You and many other distinguished white guys of Hollywood could all get roles if you chose to dramatize the National Conferences on Radio Telephony starting in 1922. From what I’ve read, these meetings created a juncture in history that changed everything. Not long after the first high-level meeting between the nascent broadcasting industry and its regulators, the government declared that radio licenses for stations with a decent (“Class B”) broadcast footprint would need to be live. No recorded material would be allowed on their air — at the time, that meant records or player pianos. Whether this regulation was made to advantage certain business interests, to repress jazz, to further police the radio spectrum, it’s not super clear.

Anyway, the government ban on recordings soon fell away — but in the meantime, liveness became the business model of the new radio networks, NBC and CBS. In fact, both officially banned recorded material from their air until 1949. In terms of radio’s development worldwide, this was an unusual stance. As I write here, your man Ed Murrow chafed against the ban while reporting from London and was once dinged by his CBS bosses for including a bit of tape in a report during the Blitz.

Ed Murrow’s fame came from being a live radio correspondent. His co-producer Fred Friendly was more of what you might call a tape guy. The two first worked together in 1947, when Murrow was brought in to record narration for an album project Friendly was producing. It was a compilation of famous speeches and historical moments — recordings of the very type that reporters like Murrow had been told not to use on radio. The album was called I Can Hear It Now and was a smash success. Its format, a pastiche of pre-recorded elements stitched together by a host, became the basis of See It Now, which itself is the basis of most TV news magazines and newscasts today.

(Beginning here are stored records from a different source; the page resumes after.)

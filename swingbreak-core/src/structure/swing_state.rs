//! Rolling swing state, updated as pivots become causally visible.

use serde::{Deserialize, Serialize};

use crate::domain::{SwingKind, SwingLevel, SwingPoint};

/// The two most recent swing highs and lows, plus the opposite-side snapshots
/// later used as stop anchors.
#[derive(Debug, Clone, Copy, Default, PartialEq, Serialize, Deserialize)]
pub struct SwingState {
    /// Newest swing high.
    pub sh1: Option<SwingLevel>,
    /// Previous swing high.
    pub sh0: Option<SwingLevel>,
    /// Newest swing low.
    pub sl1: Option<SwingLevel>,
    /// Previous swing low.
    pub sl0: Option<SwingLevel>,
    /// Newest swing low at the moment the newest swing high registered.
    pub sl_before_sh: Option<SwingLevel>,
    /// Newest swing high at the moment the newest swing low registered.
    pub sh_before_sl: Option<SwingLevel>,
}

/// Pivots that became visible on one bar.
#[derive(Debug, Clone, Copy, Default, PartialEq)]
pub struct SwingUpdate {
    pub high: Option<SwingLevel>,
    pub low: Option<SwingLevel>,
}

impl SwingUpdate {
    pub fn is_empty(&self) -> bool {
        self.high.is_none() && self.low.is_none()
    }
}

impl SwingState {
    /// Apply newly visible pivots.
    ///
    /// Order is fixed: shift lows, then shift highs (snapshotting the newest
    /// low into `sl_before_sh`), then snapshot the newest high into
    /// `sh_before_sl`. When a high and a low land on the same bar the low is
    /// therefore already current when the high snapshots it, and the low-side
    /// snapshot sees the new high.
    pub fn apply(&mut self, update: SwingUpdate) {
        if let Some(low) = update.low {
            self.sl0 = self.sl1;
            self.sl1 = Some(low);
        }
        if let Some(high) = update.high {
            self.sl_before_sh = self.sl1;
            self.sh0 = self.sh1;
            self.sh1 = Some(high);
        }
        if update.low.is_some() {
            self.sh_before_sl = self.sh1;
        }
    }
}

/// Feeds a precomputed pivot list into a [`SwingState`] one bar at a time.
///
/// A pivot at index `p` is consumed by `advance(p + pivot_len)`. Call
/// `advance` once per bar in ascending order; pivots belonging to skipped bars
/// are dropped.
#[derive(Debug, Clone)]
pub struct SwingTracker<'a> {
    swings: &'a [SwingPoint],
    pivot_len: usize,
    cursor: usize,
    state: SwingState,
}

impl<'a> SwingTracker<'a> {
    pub fn new(swings: &'a [SwingPoint], pivot_len: usize) -> Self {
        Self {
            swings,
            pivot_len,
            cursor: 0,
            state: SwingState::default(),
        }
    }

    pub fn state(&self) -> &SwingState {
        &self.state
    }

    /// Consume every pivot whose lookahead window closes at `bar_index`.
    pub fn advance(&mut self, bar_index: usize) -> SwingUpdate {
        let mut update = SwingUpdate::default();
        let Some(visible) = bar_index.checked_sub(self.pivot_len) else {
            return update;
        };

        while self
            .swings
            .get(self.cursor)
            .is_some_and(|s| s.bar_index < visible)
        {
            self.cursor += 1;
        }
        while let Some(swing) = self.swings.get(self.cursor) {
            if swing.bar_index != visible {
                break;
            }
            match swing.kind {
                SwingKind::High => update.high = Some(swing.level()),
                SwingKind::Low => update.low = Some(swing.level()),
            }
            self.cursor += 1;
        }

        self.state.apply(update);
        update
    }
}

By the 1950s, it had become much easier to record and edit media because of advances in film and magnetic tape technology (thanks, Nazis!). But Murrow and Friendly would never, even with their generous budget and perfectionist tendencies, consider pre-taping their entire show. Sure, some elements were pre-recorded, but at the center of it all, Murrow always spoke live to his audience. He knew instinctively, as newscasters have before and since, that liveness is where the power of broadcasting lies.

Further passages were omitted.